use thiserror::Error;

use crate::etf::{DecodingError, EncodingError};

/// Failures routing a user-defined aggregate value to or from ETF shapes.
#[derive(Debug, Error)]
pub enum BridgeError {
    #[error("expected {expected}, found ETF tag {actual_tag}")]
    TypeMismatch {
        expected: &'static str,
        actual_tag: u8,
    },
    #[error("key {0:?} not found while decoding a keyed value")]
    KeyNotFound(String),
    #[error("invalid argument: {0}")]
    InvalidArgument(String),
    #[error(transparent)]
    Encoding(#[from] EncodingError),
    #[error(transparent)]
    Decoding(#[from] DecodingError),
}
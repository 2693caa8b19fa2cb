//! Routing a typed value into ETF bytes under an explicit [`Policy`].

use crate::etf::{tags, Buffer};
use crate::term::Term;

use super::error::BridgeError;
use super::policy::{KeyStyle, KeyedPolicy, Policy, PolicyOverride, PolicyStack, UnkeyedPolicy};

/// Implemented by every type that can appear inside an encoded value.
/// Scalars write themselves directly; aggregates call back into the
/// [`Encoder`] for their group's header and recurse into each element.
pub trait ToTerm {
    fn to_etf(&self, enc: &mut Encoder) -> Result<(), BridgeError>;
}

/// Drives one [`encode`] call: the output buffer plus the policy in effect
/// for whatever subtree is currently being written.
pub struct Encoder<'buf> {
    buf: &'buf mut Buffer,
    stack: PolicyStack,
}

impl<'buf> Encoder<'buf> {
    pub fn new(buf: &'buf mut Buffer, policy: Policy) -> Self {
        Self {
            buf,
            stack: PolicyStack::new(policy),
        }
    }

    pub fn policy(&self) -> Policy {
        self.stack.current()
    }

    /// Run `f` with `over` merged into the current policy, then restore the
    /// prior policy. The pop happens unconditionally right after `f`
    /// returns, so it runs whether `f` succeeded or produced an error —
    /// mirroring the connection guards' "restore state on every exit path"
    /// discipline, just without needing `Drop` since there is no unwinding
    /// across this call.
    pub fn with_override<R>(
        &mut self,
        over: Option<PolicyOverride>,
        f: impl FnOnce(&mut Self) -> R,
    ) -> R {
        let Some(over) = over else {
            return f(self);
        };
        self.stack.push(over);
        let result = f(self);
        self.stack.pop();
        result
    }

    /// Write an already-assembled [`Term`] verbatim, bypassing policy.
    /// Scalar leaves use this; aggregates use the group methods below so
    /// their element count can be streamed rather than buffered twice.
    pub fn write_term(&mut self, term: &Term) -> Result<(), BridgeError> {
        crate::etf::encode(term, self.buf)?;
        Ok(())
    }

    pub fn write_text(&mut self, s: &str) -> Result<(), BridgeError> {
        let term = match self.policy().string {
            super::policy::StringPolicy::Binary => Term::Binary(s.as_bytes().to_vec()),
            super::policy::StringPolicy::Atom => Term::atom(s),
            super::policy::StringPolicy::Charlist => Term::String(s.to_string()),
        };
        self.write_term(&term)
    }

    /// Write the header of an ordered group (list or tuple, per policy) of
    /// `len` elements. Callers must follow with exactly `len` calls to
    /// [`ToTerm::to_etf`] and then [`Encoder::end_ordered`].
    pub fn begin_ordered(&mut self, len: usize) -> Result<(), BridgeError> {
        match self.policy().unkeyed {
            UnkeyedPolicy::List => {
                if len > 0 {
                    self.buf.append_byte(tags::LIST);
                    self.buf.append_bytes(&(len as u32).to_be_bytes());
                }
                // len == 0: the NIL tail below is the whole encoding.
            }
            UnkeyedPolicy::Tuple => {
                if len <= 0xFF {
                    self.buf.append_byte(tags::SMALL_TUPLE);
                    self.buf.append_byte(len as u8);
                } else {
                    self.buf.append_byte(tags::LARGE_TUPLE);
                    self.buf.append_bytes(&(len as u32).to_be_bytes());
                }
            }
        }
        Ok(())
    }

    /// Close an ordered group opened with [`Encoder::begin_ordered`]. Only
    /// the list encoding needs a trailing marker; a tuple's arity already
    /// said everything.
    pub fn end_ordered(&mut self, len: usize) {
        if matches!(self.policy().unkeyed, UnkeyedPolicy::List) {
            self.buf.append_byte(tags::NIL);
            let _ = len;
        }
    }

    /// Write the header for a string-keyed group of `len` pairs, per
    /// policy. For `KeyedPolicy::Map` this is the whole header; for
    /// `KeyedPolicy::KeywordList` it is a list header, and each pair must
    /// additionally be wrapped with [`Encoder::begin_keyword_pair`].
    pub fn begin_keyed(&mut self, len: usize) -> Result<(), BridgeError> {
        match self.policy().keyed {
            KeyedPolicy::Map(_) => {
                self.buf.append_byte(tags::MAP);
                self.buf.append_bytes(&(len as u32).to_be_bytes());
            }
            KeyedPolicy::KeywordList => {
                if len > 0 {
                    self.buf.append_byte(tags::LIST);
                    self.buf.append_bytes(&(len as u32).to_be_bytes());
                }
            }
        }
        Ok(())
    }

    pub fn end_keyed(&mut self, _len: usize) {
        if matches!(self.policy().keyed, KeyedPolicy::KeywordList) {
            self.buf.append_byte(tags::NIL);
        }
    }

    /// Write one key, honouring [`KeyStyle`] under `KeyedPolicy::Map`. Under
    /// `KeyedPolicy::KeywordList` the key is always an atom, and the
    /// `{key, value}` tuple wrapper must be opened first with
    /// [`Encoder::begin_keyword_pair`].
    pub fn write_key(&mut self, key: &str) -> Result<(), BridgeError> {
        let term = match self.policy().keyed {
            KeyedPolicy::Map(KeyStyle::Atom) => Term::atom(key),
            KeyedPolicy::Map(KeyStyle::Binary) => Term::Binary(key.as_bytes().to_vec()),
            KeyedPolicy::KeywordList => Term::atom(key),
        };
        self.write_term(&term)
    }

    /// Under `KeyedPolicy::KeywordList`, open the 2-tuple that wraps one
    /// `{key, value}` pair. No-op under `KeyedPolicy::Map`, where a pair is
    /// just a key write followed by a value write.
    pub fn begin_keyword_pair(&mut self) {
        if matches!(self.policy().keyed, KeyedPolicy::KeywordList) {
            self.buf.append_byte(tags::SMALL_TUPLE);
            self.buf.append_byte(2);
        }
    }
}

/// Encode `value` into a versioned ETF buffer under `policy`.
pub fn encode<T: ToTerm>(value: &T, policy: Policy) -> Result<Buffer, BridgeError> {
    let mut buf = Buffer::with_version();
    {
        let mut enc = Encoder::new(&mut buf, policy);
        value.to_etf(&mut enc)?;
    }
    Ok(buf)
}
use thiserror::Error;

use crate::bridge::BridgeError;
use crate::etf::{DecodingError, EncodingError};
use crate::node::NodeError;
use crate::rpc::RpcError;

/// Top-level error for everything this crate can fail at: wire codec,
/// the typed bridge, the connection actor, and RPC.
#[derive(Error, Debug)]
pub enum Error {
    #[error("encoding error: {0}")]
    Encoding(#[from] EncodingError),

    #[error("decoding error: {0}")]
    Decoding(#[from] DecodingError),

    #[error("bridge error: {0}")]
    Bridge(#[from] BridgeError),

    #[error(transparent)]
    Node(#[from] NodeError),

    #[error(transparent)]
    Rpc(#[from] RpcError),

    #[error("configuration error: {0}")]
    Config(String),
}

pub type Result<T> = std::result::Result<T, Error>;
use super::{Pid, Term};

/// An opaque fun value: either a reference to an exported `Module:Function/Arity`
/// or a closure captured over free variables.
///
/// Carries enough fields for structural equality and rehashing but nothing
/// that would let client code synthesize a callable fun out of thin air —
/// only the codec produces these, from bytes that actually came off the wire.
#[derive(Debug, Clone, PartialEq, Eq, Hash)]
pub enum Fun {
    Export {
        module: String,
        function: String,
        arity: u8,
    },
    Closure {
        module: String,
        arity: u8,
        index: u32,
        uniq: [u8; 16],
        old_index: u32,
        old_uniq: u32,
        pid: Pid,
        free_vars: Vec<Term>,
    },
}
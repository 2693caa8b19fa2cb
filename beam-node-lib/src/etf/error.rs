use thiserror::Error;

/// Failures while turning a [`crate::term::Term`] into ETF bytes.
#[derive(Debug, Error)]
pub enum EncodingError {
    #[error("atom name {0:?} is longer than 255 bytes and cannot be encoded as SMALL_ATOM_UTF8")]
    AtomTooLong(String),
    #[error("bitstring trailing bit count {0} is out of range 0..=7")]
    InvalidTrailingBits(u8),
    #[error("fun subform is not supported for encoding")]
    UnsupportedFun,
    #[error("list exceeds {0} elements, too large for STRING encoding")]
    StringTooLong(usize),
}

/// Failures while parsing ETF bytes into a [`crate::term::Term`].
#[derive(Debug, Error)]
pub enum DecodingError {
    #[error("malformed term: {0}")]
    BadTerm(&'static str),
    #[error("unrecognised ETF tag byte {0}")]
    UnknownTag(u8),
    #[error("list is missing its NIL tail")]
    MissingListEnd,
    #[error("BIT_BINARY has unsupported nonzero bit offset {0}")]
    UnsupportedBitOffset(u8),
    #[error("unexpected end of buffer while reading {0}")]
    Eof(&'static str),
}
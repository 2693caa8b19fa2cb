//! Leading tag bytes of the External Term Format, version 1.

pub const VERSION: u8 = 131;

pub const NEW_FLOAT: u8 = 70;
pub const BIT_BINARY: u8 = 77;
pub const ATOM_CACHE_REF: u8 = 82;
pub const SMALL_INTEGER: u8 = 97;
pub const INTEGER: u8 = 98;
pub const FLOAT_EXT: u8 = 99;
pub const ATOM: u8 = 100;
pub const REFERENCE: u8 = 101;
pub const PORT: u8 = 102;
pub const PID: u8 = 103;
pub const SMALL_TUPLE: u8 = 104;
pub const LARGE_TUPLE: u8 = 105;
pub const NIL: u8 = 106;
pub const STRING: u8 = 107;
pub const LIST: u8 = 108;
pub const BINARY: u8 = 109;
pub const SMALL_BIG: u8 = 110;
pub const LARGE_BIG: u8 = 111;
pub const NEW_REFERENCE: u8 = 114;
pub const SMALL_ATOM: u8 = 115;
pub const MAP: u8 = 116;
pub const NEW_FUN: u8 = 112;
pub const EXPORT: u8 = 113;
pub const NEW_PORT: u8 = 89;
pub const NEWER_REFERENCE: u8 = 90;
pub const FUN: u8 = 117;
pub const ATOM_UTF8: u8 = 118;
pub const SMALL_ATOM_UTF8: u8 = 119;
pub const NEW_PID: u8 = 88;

☆ ☆ ☆ ☆

- What is needed -
Take each line in the listing that has the word "then" and copy it.

- Exercise solution -
    /// Run `f` with `over` merged into the current policy, then restore the
    /// [`ToTerm::to_etf`] and then [`Encoder::end_ordered`].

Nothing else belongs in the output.